Страницы же с текстом самой поэмы в томе, принадлежавшем Пушкину, остались неразрезанными. Это, с одной стороны, не дает возможности считать доказанным факт ее прочтения автором «МиС», но, с другой стороны, и не исключает такого факта. Пушкин, конечно же, мог читать любимого им Мармонтеля не только у себя дома. Как известно, волею автора «Евгения Онегина» один из томов Мармонтеля «кочующий купец» завозит даже в сельскую «глушь» поместья Лариных.
Более того, есть основания предполагать, что Пушкин не просто был знаком с самой поэмой, но и использовал некоторые ее детали при работе над композицией «МиС». Присмотримся к ним.
В первую очередь отмечу, что ни в одном из источников, из которых Пушкину могла бы стать известна легенда о том, что Сальери якобы отравил Моцарта (такие источники, по-видимому, исчерпывающе, хотя и чисто гипотетически, суммированы в указанной работе М. П. Алексеева), ничего не говорится о конкретных обстоятельствах этого отравления. В связи с этим в тематической структуре «МиС» стоит различать мотив отравления, заимствованный из легенды, и мотив совместной трапезы, предоставляющий соответствующий антураж для проведения первого мотива. Хочется подчеркнуть вполне очевидный, но не всегда осознаваемый факт: Моцарт и Сальери впервые оказались с глазу на глаз за общей трапезой именно в сочинении Пушкина.
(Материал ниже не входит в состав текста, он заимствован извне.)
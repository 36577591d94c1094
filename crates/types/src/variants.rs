//! Variant types exchanged with the external variant registry and
//! metrics collector

use chrono::{DateTime, Utc};
use serde::{Deserialize, Serialize};
use std::collections::HashMap;

use crate::strategies::MutationStrategy;

/// Status of a variant in the registry
#[derive(Debug, Clone, Copy, Serialize, Deserialize, PartialEq, Eq)]
#[serde(rename_all = "snake_case")]
pub enum VariantStatus {
    /// Currently serving as the default/control for its content type
    Champion,
    /// Challenger under test against the champion
    Candidate,
    /// Serving traffic but neither champion nor candidate
    Active,
    /// No longer serving traffic
    Archived,
}

/// Lifetime performance aggregates the registry keeps per variant
#[derive(Debug, Clone, Default, Serialize, Deserialize)]
pub struct VariantPerformance {
    pub impressions: u64,
    pub conversions: u64,
    pub avg_latency_ms: f64,
    pub avg_quality_score: f64,
    pub error_count: u64,
    pub feedback_sum: f64,
    pub feedback_count: u64,
}

impl VariantPerformance {
    /// Errors over impressions, or 0 with no impressions
    pub fn error_rate(&self) -> f64 {
        if self.impressions > 0 {
            self.error_count as f64 / self.impressions as f64
        } else {
            0.0
        }
    }

    /// Average user feedback, if any was recorded
    pub fn avg_feedback(&self) -> Option<f64> {
        if self.feedback_count > 0 {
            Some(self.feedback_sum / self.feedback_count as f64)
        } else {
            None
        }
    }
}

/// A prompt variant, owned by the external variant registry
#[derive(Debug, Clone, Serialize, Deserialize)]
pub struct Variant {
    /// Registry identifier (opaque to this subsystem)
    pub id: String,
    /// Human-readable name
    pub name: String,
    /// Content type category this variant generates for
    pub content_type: String,
    /// The prompt text itself
    pub prompt_template: String,
    /// Registry status
    pub status: VariantStatus,
    /// Serving weight (0.0-1.0)
    pub weight: f64,
    /// Lifetime performance aggregates
    pub performance: VariantPerformance,
    /// Free-form metadata (parent id, mutation strategy, ...)
    pub metadata: HashMap<String, String>,
}

impl Variant {
    /// Mutation strategy recorded at generation time, if this variant
    /// was produced by the generator
    pub fn generation_strategy(&self) -> Option<MutationStrategy> {
        self.metadata
            .get("strategy")
            .and_then(|name| MutationStrategy::from_name(name))
    }
}

/// A generated-but-not-yet-registered variant configuration
#[derive(Debug, Clone, Serialize, Deserialize)]
pub struct VariantConfig {
    /// Derived identifier for the new variant
    pub id: String,
    /// Derived name
    pub name: String,
    /// Same content type as the parent
    pub content_type: String,
    /// Always `Candidate` for generated variants
    pub status: VariantStatus,
    /// Reduced starting weight
    pub weight: f64,
    /// Mutated prompt text
    pub prompt_template: String,
    /// Registry id of the variant this was mutated from
    pub parent_variant_id: String,
    /// Strategy that produced the mutation
    pub strategy: MutationStrategy,
    /// Generation timestamp
    pub generated_at: DateTime<Utc>,
}

/// Aggregate telemetry the metrics collector answers per variant
#[derive(Debug, Clone, Default, Serialize, Deserialize)]
pub struct CollectedMetrics {
    /// Total generations observed
    pub count: u64,
    /// Average latency in milliseconds
    pub avg_latency_ms: f64,
    /// Average quality score (0.0-1.0)
    pub avg_quality: f64,
    /// Average user feedback (1-5 scale), 0 if none recorded
    pub avg_feedback: f64,
    /// Successful generations
    pub success_count: u64,
}

impl CollectedMetrics {
    /// Failures over total, or 0 with no observations.
    ///
    /// A collector reporting more successes than observations counts as
    /// zero failures rather than wrapping.
    pub fn error_rate(&self) -> f64 {
        if self.count > 0 {
            self.count.saturating_sub(self.success_count) as f64 / self.count as f64
        } else {
            0.0
        }
    }
}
Такой трапезы не было и не могло быть в исторической реальности (подробнее: Штейнпресс 1980: 154–155, 176–177), не было ее и в письменно зафиксированных к концу 1820-х годов рассказах о якобы имевшем место отравлении. Таким образом, Пушкин первым усадил Моцарта и Сальери за общий стол и заставил их пить вместе, а потом уже это проделывали с ними множество сочинителей в самых разных жанрах и целях, разговор о которых увел бы меня далеко от темы этой заметки.
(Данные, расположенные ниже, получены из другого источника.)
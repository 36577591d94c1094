//! Configuration management for the prompt auto-optimizer

use figment::{
    providers::{Env, Format, Yaml},
    Figment,
};
use prompt_optimizer_types::strategies::{ExperimentSettings, GeneratorSettings};
use serde::{Deserialize, Serialize};
use std::path::PathBuf;
use thiserror::Error;

#[derive(Error, Debug)]
pub enum ConfigError {
    #[error("Failed to load configuration: {0}")]
    LoadError(String),

    #[error("Invalid configuration: {0}")]
    ValidationError(String),
}

pub type Result<T> = std::result::Result<T, ConfigError>;

/// Main optimizer configuration
#[derive(Debug, Clone, Serialize, Deserialize, Default)]
pub struct OptimizerConfig {
    /// Service configuration
    pub service: ServiceConfig,

    /// Experiment store configuration
    pub store: StoreConfig,

    /// Statistical decision thresholds
    pub experiments: ExperimentSettings,

    /// Variant generator tuning
    pub generator: GeneratorSettings,
}

impl OptimizerConfig {
    /// Load configuration from file and environment
    pub fn load(config_path: Option<PathBuf>) -> Result<Self> {
        let mut figment = Figment::new();

        if let Some(path) = config_path {
            figment = figment.merge(Yaml::file(path));
        }

        // Environment variables prefixed with OPTIMIZER_ override the file
        figment = figment.merge(Env::prefixed("OPTIMIZER_").split("__"));

        figment
            .extract()
            .map_err(|e| ConfigError::LoadError(e.to_string()))
    }

    /// Validate configuration
    pub fn validate(&self) -> Result<()> {
        let exp = &self.experiments;
        if exp.significance_level <= 0.0 || exp.significance_level >= 1.0 {
            return Err(ConfigError::ValidationError(
                "significance_level must be between 0 and 1".to_string(),
            ));
        }
        if exp.early_stop_confidence <= 1.0 - exp.significance_level {
            return Err(ConfigError::ValidationError(
                "early_stop_confidence must be stricter than the standard threshold".to_string(),
            ));
        }
        if exp.min_sample_size == 0 {
            return Err(ConfigError::ValidationError(
                "min_sample_size must be greater than 0".to_string(),
            ));
        }

        let gen = &self.generator;
        if !(0.0..=1.0).contains(&gen.candidate_weight) {
            return Err(ConfigError::ValidationError(
                "candidate_weight must be between 0 and 1".to_string(),
            ));
        }
        if gen.max_variants_per_type == 0 {
            return Err(ConfigError::ValidationError(
                "max_variants_per_type must be greater than 0".to_string(),
            ));
        }
        if gen.history_capacity == 0 {
            return Err(ConfigError::ValidationError(
                "history_capacity must be greater than 0".to_string(),
            ));
        }

        Ok(())
    }
}

/// Service configuration for the host process and evolution scheduler
#[derive(Debug, Clone, Serialize, Deserialize)]
pub struct ServiceConfig {
    /// Service name
    pub name: String,

    /// Evolution scheduler tick interval in seconds
    pub evolution_interval_secs: u64,
}

impl Default for ServiceConfig {
    fn default() -> Self {
        Self {
            name: "prompt-auto-optimizer".to_string(),
            evolution_interval_secs: 900, // 15 minutes
        }
    }
}

/// Experiment store persistence configuration
#[derive(Debug, Clone, Serialize, Deserialize)]
pub struct StoreConfig {
    /// Path of the durable experiment store file
    pub path: PathBuf,
}

impl Default for StoreConfig {
    fn default() -> Self {
        Self {
            path: PathBuf::from("data/experiments.json"),
        }
    }
}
Мотив трапезы или пира в «маленьких трагедиях», как и в творчестве Пушкина в целом, хорошо изучен (см., в частности, Лотман 1988: 131–146). Это глубоко литературный мотив. М. С. Альтман показал, что еще при его подготовке в первой сцене «МиС» Пушкин опирается на литературу античности: шутка Моцарта — «божество мое проголодалось», мотивирующая сальериевское приглашение отобедать вместе, восходит к притче древнегреческого писателя Афинея, чей сборник «на французском языке имелся в библиотеке Пушкина» (Альтман 1971: 119–120).